[Dataset excerpts]

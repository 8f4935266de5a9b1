//! Persistence seam for the evidence ledger
//!
//! The persisted layout is JSONL: one header line naming the format and its
//! version, then one [`StoredRecord`] per line in sequence order. A reader
//! refuses any format name or version it does not know instead of guessing.
//!
//! A write that fails part way leaves no fragment behind: the file is cut
//! back to its last complete line before the error is returned, and again
//! before the next write or on open if that cut could not be made.

use crate::error::{RelinkError, Result};
use crate::ledger::record::StoredRecord;
use async_trait::async_trait;
use chrono::{DateTime, Utc};
use serde::{Deserialize, Serialize};
use std::path::{Path, PathBuf};
use tokio::io::{AsyncBufReadExt, AsyncWriteExt, BufReader};
use tokio::sync::Mutex;
use tracing::{debug, info, warn};
use uuid::Uuid;

pub const FORMAT_NAME: &str = "relink-evidence";
pub const FORMAT_VERSION: u32 = 1;

/// First line of a persisted ledger
#[derive(Debug, Clone, PartialEq, Eq, Serialize, Deserialize)]
pub struct LedgerHeader {
    pub format: String,
    pub version: u32,
    pub ledger_id: Uuid,
    pub created_at: DateTime<Utc>,
}

impl LedgerHeader {
    pub fn new() -> Self {
        Self {
            format: FORMAT_NAME.to_string(),
            version: FORMAT_VERSION,
            ledger_id: Uuid::new_v4(),
            created_at: Utc::now(),
        }
    }

    fn check(&self) -> Result<()> {
        if self.format != FORMAT_NAME {
            return Err(RelinkError::UnsupportedLedgerFormat(format!(
                "unknown format '{}'",
                self.format
            )));
        }
        if self.version != FORMAT_VERSION {
            return Err(RelinkError::UnsupportedLedgerFormat(format!(
                "{} version {} (this build reads version {})",
                self.format, self.version, FORMAT_VERSION
            )));
        }
        Ok(())
    }
}

impl Default for LedgerHeader {
    fn default() -> Self {
        Self::new()
    }
}

/// Durable backing for ledger records
#[async_trait]
pub trait LedgerStore: Send + Sync {
    /// All records persisted so far, in order
    async fn load(&self) -> Result<Vec<StoredRecord>>;

    /// Persist one record after the current tail
    async fn append(&self, record: &StoredRecord) -> Result<()>;
}

/// Store that keeps nothing beyond the ledger's own memory
#[derive(Debug, Default, Clone, Copy)]
pub struct MemoryStore;

#[async_trait]
impl LedgerStore for MemoryStore {
    async fn load(&self) -> Result<Vec<StoredRecord>> {
        Ok(Vec::new())
    }

    async fn append(&self, _record: &StoredRecord) -> Result<()> {
        Ok(())
    }
}

/// Append-only JSONL file
pub struct JsonlStore {
    path: PathBuf,
    header: LedgerHeader,
    tail: Mutex<Tail>,
}

/// Open handle plus the length of the file up to its last complete line
struct Tail {
    file: tokio::fs::File,
    len: u64,
}

impl Tail {
    /// Cut off anything written past the last complete line
    async fn discard_partial(&mut self, path: &Path) -> Result<()> {
        let on_disk = self.file.metadata().await?.len();
        if on_disk > self.len {
            warn!(
                "Discarding {} bytes of an incomplete record at the end of {}",
                on_disk - self.len,
                path.display()
            );
            self.file.set_len(self.len).await?;
        }
        Ok(())
    }

    async fn write_line(&mut self, line: &[u8]) -> std::io::Result<()> {
        self.file.write_all(line).await?;
        self.file.flush().await
    }
}

impl JsonlStore {
    /// Open an existing ledger file or create one with a fresh header
    pub async fn open(path: impl AsRef<Path>) -> Result<Self> {
        let path = path.as_ref().to_path_buf();
        if let Some(parent) = path.parent().filter(|p| !p.as_os_str().is_empty()) {
            tokio::fs::create_dir_all(parent).await?;
        }

        let header = if tokio::fs::try_exists(&path).await? {
            trim_incomplete_line(&path).await?;
            let header = read_header(&path).await?;
            debug!("Opened ledger {} at {}", header.ledger_id, path.display());
            header
        } else {
            let header = LedgerHeader::new();
            let mut line = serde_json::to_vec(&header)?;
            line.push(b'\n');
            tokio::fs::write(&path, line).await?;
            info!("Created ledger {} at {}", header.ledger_id, path.display());
            header
        };

        let file = tokio::fs::OpenOptions::new()
            .append(true)
            .open(&path)
            .await?;
        let len = file.metadata().await?.len();

        Ok(Self {
            path,
            header,
            tail: Mutex::new(Tail { file, len }),
        })
    }

    pub fn path(&self) -> &Path {
        &self.path
    }

    pub fn header(&self) -> &LedgerHeader {
        &self.header
    }
}

#[async_trait]
impl LedgerStore for JsonlStore {
    async fn load(&self) -> Result<Vec<StoredRecord>> {
        let (_, records) = read_ledger_file(&self.path).await?;
        Ok(records)
    }

    async fn append(&self, record: &StoredRecord) -> Result<()> {
        let mut line = serde_json::to_vec(record)?;
        line.push(b'\n');

        let mut tail = self.tail.lock().await;
        tail.discard_partial(&self.path).await?;

        if let Err(e) = tail.write_line(&line).await {
            let len = tail.len;
            if let Err(rollback) = tail.file.set_len(len).await {
                warn!(
                    "Could not roll back failed write to {}: {}",
                    self.path.display(),
                    rollback
                );
            }
            return Err(e.into());
        }
        tail.len += line.len() as u64;
        Ok(())
    }
}

/// Drop bytes after the last newline, left by a write that never completed
async fn trim_incomplete_line(path: &Path) -> Result<()> {
    let contents = tokio::fs::read(path).await?;
    let Some(last_newline) = contents.iter().rposition(|b| *b == b'\n') else {
        return Ok(());
    };
    let complete = last_newline as u64 + 1;
    if complete < contents.len() as u64 {
        warn!(
            "Discarding {} bytes of an incomplete record at the end of {}",
            contents.len() as u64 - complete,
            path.display()
        );
        let file = tokio::fs::OpenOptions::new().write(true).open(path).await?;
        file.set_len(complete).await?;
    }
    Ok(())
}

/// Parse a persisted ledger without verifying its chain
///
/// A record line that is not exactly the encoding this build would write
/// (bad UTF-8, unparseable JSON, or an equivalent but different spelling) is
/// reported as an integrity failure at the sequence number its position
/// implies.
pub async fn read_ledger_file(path: &Path) -> Result<(LedgerHeader, Vec<StoredRecord>)> {
    let contents = tokio::fs::read(path).await?;
    parse_ledger(&contents)
}

/// Read and check only the header line
pub async fn read_header(path: &Path) -> Result<LedgerHeader> {
    let file = tokio::fs::File::open(path).await?;
    let mut first = Vec::new();
    BufReader::new(file).read_until(b'\n', &mut first).await?;
    parse_header(&first)
}

fn parse_header(line: &[u8]) -> Result<LedgerHeader> {
    let header: LedgerHeader = serde_json::from_slice(line)
        .map_err(|e| RelinkError::UnsupportedLedgerFormat(format!("bad header: {}", e)))?;
    header.check()?;
    Ok(header)
}

pub fn parse_ledger(contents: &[u8]) -> Result<(LedgerHeader, Vec<StoredRecord>)> {
    let mut lines = contents
        .split(|b| *b == b'\n')
        .filter(|l| !l.iter().all(u8::is_ascii_whitespace));

    let header_line = lines
        .next()
        .ok_or_else(|| RelinkError::UnsupportedLedgerFormat("missing header".to_string()))?;
    let header = parse_header(header_line)?;

    let mut records = Vec::new();
    for (index, line) in lines.enumerate() {
        let broken = |reason: String| RelinkError::LedgerIntegrity {
            sequence_number: index as u64,
            reason,
        };

        let record: StoredRecord = serde_json::from_slice(line)
            .map_err(|e| broken(format!("unparseable record: {}", e)))?;
        if serde_json::to_vec(&record)? != line {
            return Err(broken("record is not in canonical encoding".to_string()));
        }
        records.push(record);
    }

    Ok((header, records))
}

/// Serialize a header and records into the persisted layout
pub fn render_ledger(header: &LedgerHeader, records: &[StoredRecord]) -> Result<String> {
    let mut out = serde_json::to_string(header)?;
    out.push('\n');
    for record in records {
        out.push_str(&serde_json::to_string(record)?);
        out.push('\n');
    }
    Ok(out)
}
//! Log-odds evidence accumulation and verdict thresholds
//!
//! Each observation contributes `gain * decay * (raw - midpoint)` log-odds.
//! Raw similarity above the midpoint argues for a link and below it argues
//! against, so many consistent moderate scores can outweigh one strong
//! outlier. Decay only scales how much an observation counts; a stale match
//! is weak evidence for a link, never evidence against one. Addition is
//! commutative: the accumulated value does not depend on arrival order.
//!
//! Confidence is the logistic of the clamped sum:
//!
//! ```text
//! confidence = 1 / (1 + e^(-clamp(L, -max, max)))
//! ```

use crate::config::{AccumulatorConfig, RelinkConfig};
use crate::types::Verdict;

/// Accumulator parameters together with the verdict thresholds
#[derive(Debug, Clone, PartialEq)]
pub struct DecisionPolicy {
    pub accumulator: AccumulatorConfig,
    pub high_threshold: f64,
    pub low_threshold: f64,
}

impl DecisionPolicy {
    pub fn from_config(config: &RelinkConfig) -> Self {
        Self {
            accumulator: config.accumulator.clone(),
            high_threshold: config.high_threshold,
            low_threshold: config.low_threshold,
        }
    }

    /// Log-odds before any evidence
    pub fn prior(&self) -> f64 {
        self.accumulator.prior_log_odds
    }

    /// Fold one observation into the running log-odds
    ///
    /// `raw` is the undecayed similarity and `decay` the time multiplier.
    pub fn accumulate(&self, log_odds: f64, raw: f64, decay: f64) -> f64 {
        let raw = raw.clamp(0.0, 1.0);
        let decay = decay.clamp(0.0, 1.0);
        log_odds + self.accumulator.gain * decay * (raw - self.accumulator.midpoint)
    }

    pub fn confidence(&self, log_odds: f64) -> f64 {
        let bound = self.accumulator.max_log_odds;
        let x = log_odds.clamp(-bound, bound);
        1.0 / (1.0 + (-x).exp())
    }

    /// Provisional verdict for an open decision
    pub fn verdict(&self, confidence: f64) -> Verdict {
        if confidence >= self.high_threshold {
            Verdict::Linked
        } else if confidence <= self.low_threshold {
            Verdict::Unlinked
        } else {
            Verdict::Pending
        }
    }

    /// Verdict a decision freezes with when its window closes
    pub fn final_verdict(&self, current: Verdict) -> Verdict {
        match current {
            Verdict::Pending => Verdict::Ambiguous,
            other => other,
        }
    }
}

impl Default for DecisionPolicy {
    fn default() -> Self {
        Self::from_config(&RelinkConfig::default())
    }
}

**Brief:** From the records above, copy each line where the word "against" can be found.

**Response to this exercise:**
//! against, so many consistent moderate scores can outweigh one strong
//! is weak evidence for a link, never evidence against one. Addition is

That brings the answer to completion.